Directional scatter imaging as a confirmation tool for the presence of tumoral masses and calcifications in dual-projection mammography: Proof of concept study

Abstract

The purpose of this work is to determine, via Monte Carlo simulations, if the x-ray radiation scattered by an irradiated object at the energies typically used in mammography, contains imaging information that could be used to potentially confirm the presence of tumoral masses and calcifications without the need to further expose the patient. An anthropomorphic breast phantom, with a resolution of 100 μm, was used to simulate mammographic images. The anthropomorphic breast phantom, was compressed using the biomechanical software FEBio to obtain a breast model with two different thicknesses. Tumoral masses and microcalcifications of varying sizes were digitally added. Two imaging detectors placed at 90° from each other, one for the primary and the second for the scatter image, were explicitly modeled as amorphous selenium screens. The pixel size was assumed to be 74 μm and both the absorbed dose imparted as well as the number of scatter photons reaching the detector were calculated in a pixel matrix consisting of 3072 × 3072 elements. Two different mammographic x-ray spectra were used, with peak energies of 28 keV and 35 keV. Image noise was added by randomly modifying the calculated absorbed dose in a given pixel assuming the modification can be sampled from a Box-Muller approximation of a Gaussian distribution.
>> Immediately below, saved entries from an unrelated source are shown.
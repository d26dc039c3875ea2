//! Messages protobuf du protocole Connect.
//!
//! Deux couches : l'enveloppe (`Authenticate`, `Subscribe`, `Payload`,
//! `Error`, `Disconnect`) portée par la trame externe, et le lot
//! `QConnectBatch` transporté dans `Payload.payload`. Dans `QConnectMessage`,
//! le tag de chaque sous-message est égal à son type de message.

/// Types de message du lot interne.
pub mod message_type {
    pub const RNDR_SRVR_JOIN_SESSION: i32 = 21;
    pub const RNDR_SRVR_DEVICE_INFO_UPDATED: i32 = 22;
    pub const RNDR_SRVR_STATE_UPDATED: i32 = 23;
    pub const RNDR_SRVR_VOLUME_CHANGED: i32 = 25;
    pub const RNDR_SRVR_FILE_AUDIO_QUALITY_CHANGED: i32 = 26;
    pub const RNDR_SRVR_DEVICE_AUDIO_QUALITY_CHANGED: i32 = 27;
    pub const RNDR_SRVR_MAX_AUDIO_QUALITY_CHANGED: i32 = 28;

    pub const SRVR_RNDR_SET_STATE: i32 = 41;
    pub const SRVR_RNDR_SET_VOLUME: i32 = 42;
    pub const SRVR_RNDR_SET_ACTIVE: i32 = 43;
    pub const SRVR_RNDR_SET_MAX_AUDIO_QUALITY: i32 = 44;
    pub const SRVR_RNDR_SET_LOOP_MODE: i32 = 45;
    pub const SRVR_RNDR_SET_SHUFFLE_MODE: i32 = 46;
    pub const SRVR_RNDR_SET_AUTOPLAY_MODE: i32 = 47;

    pub const SRVR_CTRL_VOLUME_CHANGED: i32 = 87;
    pub const SRVR_CTRL_QUEUE_STATE: i32 = 90;
    pub const SRVR_CTRL_QUEUE_TRACKS_LOADED: i32 = 91;
}

pub const QP_QCONNECT: i32 = 1;

// ---------------------------------------------------------------------------
// Enveloppe
// ---------------------------------------------------------------------------

#[derive(Clone, PartialEq, ::prost::Message)]
pub struct Authenticate {
    #[prost(uint32, optional, tag = "1")]
    pub msg_id: Option<u32>,
    #[prost(uint64, optional, tag = "2")]
    pub msg_date: Option<u64>,
    #[prost(string, optional, tag = "3")]
    pub jwt: Option<String>,
}

#[derive(Clone, PartialEq, ::prost::Message)]
pub struct Subscribe {
    #[prost(uint32, optional, tag = "1")]
    pub msg_id: Option<u32>,
    #[prost(uint64, optional, tag = "2")]
    pub msg_date: Option<u64>,
    #[prost(int32, optional, tag = "3")]
    pub proto: Option<i32>,
    #[prost(bytes = "vec", repeated, tag = "4")]
    pub channels: Vec<Vec<u8>>,
}

#[derive(Clone, PartialEq, ::prost::Message)]
pub struct Payload {
    #[prost(uint32, optional, tag = "1")]
    pub msg_id: Option<u32>,
    #[prost(uint64, optional, tag = "2")]
    pub msg_date: Option<u64>,
    #[prost(int32, optional, tag = "3")]
    pub proto: Option<i32>,
    #[prost(bytes = "vec", optional, tag = "4")]
    pub src: Option<Vec<u8>>,
    #[prost(bytes = "vec", repeated, tag = "5")]
    pub dests: Vec<Vec<u8>>,
    #[prost(bytes = "vec", optional, tag = "7")]
    pub payload: Option<Vec<u8>>,
}

#[derive(Clone, PartialEq, ::prost::Message)]
pub struct Error {
    #[prost(uint32, optional, tag = "1")]
    pub msg_id: Option<u32>,
    #[prost(uint64, optional, tag = "2")]
    pub msg_date: Option<u64>,
    #[prost(int32, optional, tag = "3")]
    pub code: Option<i32>,
    #[prost(string, optional, tag = "4")]
    pub message: Option<String>,
}

#[derive(Clone, PartialEq, ::prost::Message)]
pub struct Disconnect {
    #[prost(uint32, optional, tag = "1")]
    pub msg_id: Option<u32>,
    #[prost(uint64, optional, tag = "2")]
    pub msg_date: Option<u64>,
}

// ---------------------------------------------------------------------------
// Types communs
// ---------------------------------------------------------------------------

#[derive(Clone, Copy, PartialEq, ::prost::Message)]
pub struct Position {
    #[prost(uint64, optional, tag = "1")]
    pub timestamp: Option<u64>,
    #[prost(uint32, optional, tag = "2")]
    pub value: Option<u32>,
}

#[derive(Clone, Copy, PartialEq, ::prost::Message)]
pub struct QueueVersion {
    #[prost(uint64, optional, tag = "1")]
    pub major: Option<u64>,
    #[prost(int32, optional, tag = "2")]
    pub minor: Option<i32>,
}

#[derive(Clone, PartialEq, ::prost::Message)]
pub struct QueueTrackRef {
    #[prost(uint64, optional, tag = "1")]
    pub queue_item_id: Option<u64>,
    #[prost(uint32, optional, tag = "2")]
    pub track_id: Option<u32>,
    #[prost(bytes = "vec", optional, tag = "3")]
    pub context_uuid: Option<Vec<u8>>,
}

#[derive(Clone, PartialEq, ::prost::Message)]
pub struct QueueRendererState {
    #[prost(int32, optional, tag = "1")]
    pub playing_state: Option<i32>,
    #[prost(int32, optional, tag = "2")]
    pub buffer_state: Option<i32>,
    #[prost(message, optional, tag = "3")]
    pub current_position: Option<Position>,
    #[prost(uint32, optional, tag = "4")]
    pub duration: Option<u32>,
    #[prost(message, optional, tag = "5")]
    pub queue_version: Option<QueueVersion>,
    #[prost(uint64, optional, tag = "6")]
    pub current_queue_item_id: Option<u64>,
    #[prost(uint64, optional, tag = "7")]
    pub next_queue_item_id: Option<u64>,
}

#[derive(Clone, Copy, PartialEq, ::prost::Message)]
pub struct DeviceCapabilities {
    #[prost(int32, optional, tag = "1")]
    pub min_audio_quality: Option<i32>,
    #[prost(int32, optional, tag = "2")]
    pub max_audio_quality: Option<i32>,
    #[prost(int32, optional, tag = "3")]
    pub volume_remote_control: Option<i32>,
}

pub const DEVICE_TYPE_SPEAKER: i32 = 1;
pub const VOLUME_REMOTE_CONTROL_ALLOWED: i32 = 2;

#[derive(Clone, PartialEq, ::prost::Message)]
pub struct DeviceInfo {
    #[prost(bytes = "vec", optional, tag = "1")]
    pub device_uuid: Option<Vec<u8>>,
    #[prost(string, optional, tag = "2")]
    pub friendly_name: Option<String>,
    #[prost(string, optional, tag = "3")]
    pub brand: Option<String>,
    #[prost(string, optional, tag = "4")]
    pub model: Option<String>,
    #[prost(string, optional, tag = "5")]
    pub serial_number: Option<String>,
    #[prost(int32, optional, tag = "6")]
    pub r#type: Option<i32>,
    #[prost(message, optional, tag = "7")]
    pub capabilities: Option<DeviceCapabilities>,
    #[prost(string, optional, tag = "8")]
    pub software_version: Option<String>,
}

// ---------------------------------------------------------------------------
// Renderer → serveur
// ---------------------------------------------------------------------------

#[derive(Clone, PartialEq, ::prost::Message)]
pub struct RndrSrvrJoinSession {
    #[prost(bytes = "vec", optional, tag = "1")]
    pub session_uuid: Option<Vec<u8>>,
    #[prost(message, optional, tag = "2")]
    pub device_info: Option<DeviceInfo>,
    #[prost(int32, optional, tag = "3")]
    pub reason: Option<i32>,
    #[prost(message, optional, tag = "4")]
    pub initial_state: Option<QueueRendererState>,
    #[prost(bool, optional, tag = "5")]
    pub is_active: Option<bool>,
}

#[derive(Clone, PartialEq, ::prost::Message)]
pub struct RndrSrvrDeviceInfoUpdated {
    #[prost(message, optional, tag = "1")]
    pub device_info: Option<DeviceInfo>,
}

#[derive(Clone, PartialEq, ::prost::Message)]
pub struct RndrSrvrStateUpdated {
    #[prost(message, optional, tag = "1")]
    pub state: Option<QueueRendererState>,
}

#[derive(Clone, Copy, PartialEq, ::prost::Message)]
pub struct RndrSrvrVolumeChanged {
    #[prost(uint32, optional, tag = "1")]
    pub volume: Option<u32>,
}

#[derive(Clone, Copy, PartialEq, ::prost::Message)]
pub struct RndrSrvrFileAudioQualityChanged {
    #[prost(uint32, optional, tag = "1")]
    pub sampling_rate: Option<u32>,
    #[prost(uint32, optional, tag = "2")]
    pub bit_depth: Option<u32>,
    #[prost(uint32, optional, tag = "3")]
    pub nb_channels: Option<u32>,
    #[prost(int32, optional, tag = "4")]
    pub audio_quality: Option<i32>,
}

#[derive(Clone, Copy, PartialEq, ::prost::Message)]
pub struct RndrSrvrDeviceAudioQualityChanged {
    #[prost(uint32, optional, tag = "1")]
    pub sampling_rate: Option<u32>,
    #[prost(uint32, optional, tag = "2")]
    pub bit_depth: Option<u32>,
    #[prost(uint32, optional, tag = "3")]
    pub nb_channels: Option<u32>,
}

#[derive(Clone, Copy, PartialEq, ::prost::Message)]
pub struct RndrSrvrMaxAudioQualityChanged {
    #[prost(int32, optional, tag = "1")]
    pub audio_quality: Option<i32>,
    #[prost(int32, optional, tag = "2")]
    pub network_type: Option<i32>,
}

// ---------------------------------------------------------------------------
// Serveur → renderer
// ---------------------------------------------------------------------------

pub const SKIP_NEXT: i32 = 1;
pub const SKIP_PREVIOUS: i32 = 2;

#[derive(Clone, PartialEq, ::prost::Message)]
pub struct SrvrRndrSetState {
    #[prost(int32, optional, tag = "1")]
    pub playing_state: Option<i32>,
    #[prost(uint32, optional, tag = "2")]
    pub current_position: Option<u32>,
    #[prost(message, optional, tag = "3")]
    pub queue_version: Option<QueueVersion>,
    #[prost(message, optional, tag = "4")]
    pub current_queue_item: Option<QueueTrackRef>,
    #[prost(message, optional, tag = "5")]
    pub next_queue_item: Option<QueueTrackRef>,
    /// Saut relatif demandé par le contrôleur (`SKIP_NEXT`, `SKIP_PREVIOUS`).
    #[prost(int32, optional, tag = "100")]
    pub skip: Option<i32>,
}

#[derive(Clone, Copy, PartialEq, ::prost::Message)]
pub struct SrvrRndrSetVolume {
    #[prost(uint32, optional, tag = "1")]
    pub volume: Option<u32>,
    #[prost(int32, optional, tag = "2")]
    pub volume_delta: Option<i32>,
}

#[derive(Clone, Copy, PartialEq, ::prost::Message)]
pub struct SrvrRndrSetActive {
    #[prost(bool, optional, tag = "1")]
    pub active: Option<bool>,
}

#[derive(Clone, Copy, PartialEq, ::prost::Message)]
pub struct SrvrRndrSetMaxAudioQuality {
    #[prost(int32, optional, tag = "1")]
    pub max_audio_quality: Option<i32>,
}

#[derive(Clone, Copy, PartialEq, ::prost::Message)]
pub struct SrvrRndrSetLoopMode {
    #[prost(int32, optional, tag = "1")]
    pub mode: Option<i32>,
}

#[derive(Clone, Copy, PartialEq, ::prost::Message)]
pub struct SrvrRndrSetShuffleMode {
    #[prost(bool, optional, tag = "1")]
    pub shuffle_on: Option<bool>,
}

#[derive(Clone, Copy, PartialEq, ::prost::Message)]
pub struct SrvrRndrSetAutoplayMode {
    #[prost(bool, optional, tag = "1")]
    pub autoplay_on: Option<bool>,
}

/// Volume changé par un autre contrôleur, diffusé à toute la session.
#[derive(Clone, PartialEq, ::prost::Message)]
pub struct SrvrCtrlVolumeChanged {
    #[prost(bytes = "vec", optional, tag = "1")]
    pub renderer_id: Option<Vec<u8>>,
    #[prost(uint32, optional, tag = "2")]
    pub volume: Option<u32>,
}

/// Contenu de la file, diffusé par `QUEUE_STATE` et `QUEUE_TRACKS_LOADED`.
#[derive(Clone, PartialEq, ::prost::Message)]
pub struct SrvrCtrlQueueTracks {
    #[prost(message, optional, tag = "1")]
    pub queue_version: Option<QueueVersion>,
    #[prost(message, repeated, tag = "2")]
    pub tracks: Vec<QueueTrackRef>,
    #[prost(uint32, optional, tag = "3")]
    pub queue_position: Option<u32>,
    #[prost(bool, optional, tag = "4")]
    pub shuffle_mode: Option<bool>,
    #[prost(uint64, optional, tag = "5")]
    pub pivot_queue_item_id: Option<u64>,
}

// ---------------------------------------------------------------------------
// Lot
// ---------------------------------------------------------------------------

#[derive(Clone, PartialEq, ::prost::Message)]
pub struct QConnectMessage {
    #[prost(int32, optional, tag = "1")]
    pub message_type: Option<i32>,

    #[prost(message, optional, tag = "21")]
    pub rndr_srvr_join_session: Option<RndrSrvrJoinSession>,
    #[prost(message, optional, tag = "22")]
    pub rndr_srvr_device_info_updated: Option<RndrSrvrDeviceInfoUpdated>,
    #[prost(message, optional, tag = "23")]
    pub rndr_srvr_state_updated: Option<RndrSrvrStateUpdated>,
    #[prost(message, optional, tag = "25")]
    pub rndr_srvr_volume_changed: Option<RndrSrvrVolumeChanged>,
    #[prost(message, optional, tag = "26")]
    pub rndr_srvr_file_audio_quality_changed: Option<RndrSrvrFileAudioQualityChanged>,
    #[prost(message, optional, tag = "27")]
    pub rndr_srvr_device_audio_quality_changed: Option<RndrSrvrDeviceAudioQualityChanged>,
    #[prost(message, optional, tag = "28")]
    pub rndr_srvr_max_audio_quality_changed: Option<RndrSrvrMaxAudioQualityChanged>,

    #[prost(message, optional, tag = "41")]
    pub srvr_rndr_set_state: Option<SrvrRndrSetState>,
    #[prost(message, optional, tag = "42")]
    pub srvr_rndr_set_volume: Option<SrvrRndrSetVolume>,
    #[prost(message, optional, tag = "43")]
    pub srvr_rndr_set_active: Option<SrvrRndrSetActive>,
    #[prost(message, optional, tag = "44")]
    pub srvr_rndr_set_max_audio_quality: Option<SrvrRndrSetMaxAudioQuality>,
    #[prost(message, optional, tag = "45")]
    pub srvr_rndr_set_loop_mode: Option<SrvrRndrSetLoopMode>,
    #[prost(message, optional, tag = "46")]
    pub srvr_rndr_set_shuffle_mode: Option<SrvrRndrSetShuffleMode>,
    #[prost(message, optional, tag = "47")]
    pub srvr_rndr_set_autoplay_mode: Option<SrvrRndrSetAutoplayMode>,

    #[prost(message, optional, tag = "87")]
    pub srvr_ctrl_volume_changed: Option<SrvrCtrlVolumeChanged>,
    #[prost(message, optional, tag = "90")]
    pub srvr_ctrl_queue_state: Option<SrvrCtrlQueueTracks>,
    #[prost(message, optional, tag = "91")]
    pub srvr_ctrl_queue_tracks_loaded: Option<SrvrCtrlQueueTracks>,
}

#[derive(Clone, PartialEq, ::prost::Message)]
pub struct QConnectBatch {
    #[prost(uint64, optional, tag = "1")]
    pub messages_time: Option<u64>,
    #[prost(int32, optional, tag = "2")]
    pub messages_id: Option<i32>,
    #[prost(message, repeated, tag = "3")]
    pub messages: Vec<QConnectMessage>,
}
The irradiation of the phantom is assumed to proceed using a fan beam sequentially delivered on a slice-by-slice basis so that a directional scatter image from each irradiated phantom segment can be independently obtained. A simple strategy to increase the scatter signal reaching the detector by adding the signal from adjacent phantom slices is shown to be able to reduce the imparted dose by a factor proportional to the number of slices used to form the scatter image. We have shown that despite the inherent high noise present, directional scatter images are still able to provide information that may be useful in corroborating whether or not a tumoral mass discernible in the primary image is an actual structure of interest or an image artifact.